EnglandsHelicon2 Q1v


Then I that now perceiu’d his needlesse feare, (20) With heauie smile began to plead my cause: In vaine (quoth I) this endlesse griefe I beare, In vaine I striue to keepe thy grieuous Lawes, If after proofe, so often trusty found, Vniust suspect condemne me as vnsound.
(25) Is this the guerdon of my faithfull heart? Is this the hope on which my life is staide? Is this the ease of neuer-ceasing smart? Is this the price that for my paines is paide? Yet better serue fierce Mars in bloudie field, (30) Where death, or conquest, end or ioy doth yeeld.
Long haue I seru’d, what is my pay but paine? Oft haue I sude, what gaine I but delay?
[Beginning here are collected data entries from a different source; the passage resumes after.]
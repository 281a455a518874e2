use core::fmt;
use std::{
    ffi::{OsStr, OsString},
    fmt::Debug,
    process::{ExitStatus, Stdio},
};

use stacked_errors::{DisplayStr, Result, StackableErr};
use tokio::process;

/// An OS Command, this is `tokio::process::Command` wrapped with the things
/// needed for driving a container CLI.
///
/// Unlike a plain `tokio::process::Command`, this is `Clone` and comparable, so
/// a planned invocation can be inspected (and logged) before it is run. The
/// standard streams of the child are always inherited from this process.
#[derive(Clone, Default, PartialEq, Eq)]
pub struct Command {
    /// The program to run.
    pub program: OsString,
    /// All the arguments that will be passed to the program
    pub args: Vec<OsString>,
}

impl Debug for Command {
    fn fmt(&self, f: &mut fmt::Formatter<'_>) -> fmt::Result {
        f.write_fmt(format_args!(
            "Command {{ program: {:?} }}",
            DisplayStr(&self.get_unified_command()),
        ))
    }
}

impl Command {
    /// Creates a new `Command` for launching the `program` with no arguments
    pub fn new_os_str(program: impl AsRef<OsStr>) -> Self {
        Self {
            program: program.as_ref().into(),
            ..Default::default()
        }
    }

    /// Adds an argument
    pub fn arg(mut self, arg: impl AsRef<OsStr>) -> Self {
        self.args.push(arg.as_ref().into());
        self
    }

    /// Adds arguments to be passed to the program
    pub fn args<I, S>(mut self, args: I) -> Self
    where
        I: IntoIterator<Item = S>,
        S: AsRef<OsStr>,
    {
        self.args
            .extend(args.into_iter().map(|s| s.as_ref().into()));
        self
    }

    /// Gets the program and args interspersed with spaces
    pub fn get_unified_command(&self) -> String {
        let mut command = self.program.to_string_lossy().into_owned();
        for arg in &self.args {
            command.push(' ');
            command += arg.to_string_lossy().as_ref();
        }
        command
    }

    /// Spawns the program with stdin, stdout, and stderr inherited from this
    /// process and waits for it to exit.
    ///
    /// Note: If this function succeeds, it only means that the process could be
    /// spawned and waited on, it does not mean that the command itself had a
    /// successful return status, check `successful` on the `CommandResult`.
    pub async fn run_to_completion(self) -> Result<CommandResult> {
        let mut child = process::Command::new(&self.program)
            .args(&self.args)
            // an abandoned future should not leave an orphaned container CLI process
            .kill_on_drop(true)
            .stdin(Stdio::inherit())
            .stdout(Stdio::inherit())
            .stderr(Stdio::inherit())
            .spawn()
            .stack_err_with_locationless(|| {
                format!("{self:?}.run_to_completion() -> failed to spawn child process")
            })?;
        let status = child.wait().await.stack_err_with_locationless(|| {
            format!("{self:?}.run_to_completion() -> failed when waiting on child process")
        })?;
        Ok(CommandResult {
            command: self,
            status,
        })
    }
}

/// The result of a [Command](crate::Command) that ran to completion
#[must_use]
#[derive(Debug, Clone)]
pub struct CommandResult {
    // the command information is kept around for failures
    pub command: Command,
    pub status: ExitStatus,
}

impl CommandResult {
    /// Returns if the command completed with a successful return status
    pub fn successful(&self) -> bool {
        self.status.success()
    }
}

/// Maps an `ExitStatus` to the code a shell would report for it. Processes
/// killed by a signal give `128 + signal` on Unix. Anything else that does not
/// fit in a `u8` becomes a generic 1.
pub fn exit_code_of(status: ExitStatus) -> u8 {
    if let Some(code) = status.code() {
        return u8::try_from(code).unwrap_or(1)
    }
    #[cfg(unix)]
    {
        use std::os::unix::process::ExitStatusExt;
        if let Some(signal) = status.signal() {
            return u8::try_from(signal).map_or(1, |signal| 128u8.saturating_add(signal))
        }
    }
    1
}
My faithfull loue is quited with disdaine, My griefe a game, my pen is made a play. (35) Yea loue that doth in other fauour finde, In me is counted madnesse out of kinde.
And last of all, but grieuous most of all, Thy selfe, sweete loue, hath kild me with suspect: Could loue beleeue, that I from loue would fall? (40) Is warre of force to make me loue neglect. No, Cupid knowes, my minde is faster set, Then that by warre I should my loue forget.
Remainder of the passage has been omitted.